### YOUR TASK
Go through the listing below and show each line that has the word "username".

### INFORMATION SUPPLIED

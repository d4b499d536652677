use contracts::system::auth::{
    LoginRequest, LoginResponse, RefreshRequest, RefreshResponse, UserInfo,
};

use crate::shared::api_utils::ApiClient;

/// Login with username and password. The tenant comes from the session.
pub async fn login(
    api: &ApiClient,
    username: String,
    password: String,
) -> Result<LoginResponse, String> {
    let request = LoginRequest {
        username,
        password,
        tenant: api.session().tenant().map(str::to_string),
    };
    api.post_json("/system/auth/login", &request).await
}

/// Refresh access token using refresh token
pub async fn refresh_token(
    api: &ApiClient,
    refresh_token: String,
) -> Result<RefreshResponse, String> {
    api.post_json("/system/auth/refresh", &RefreshRequest { refresh_token })
        .await
}

/// Logout (revoke refresh token)
pub async fn logout(api: &ApiClient, refresh_token: String) -> Result<(), String> {
    api.post("/system/auth/logout", &RefreshRequest { refresh_token })
        .await
}

/// Get current user info for the stored access token
pub async fn get_current_user(api: &ApiClient) -> Result<UserInfo, String> {
    api.get_json("/system/auth/me").await
}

### SOLUTION FOR THIS EXERCISE
/// Login with username and password. The tenant comes from the session.
    username: String,
        username,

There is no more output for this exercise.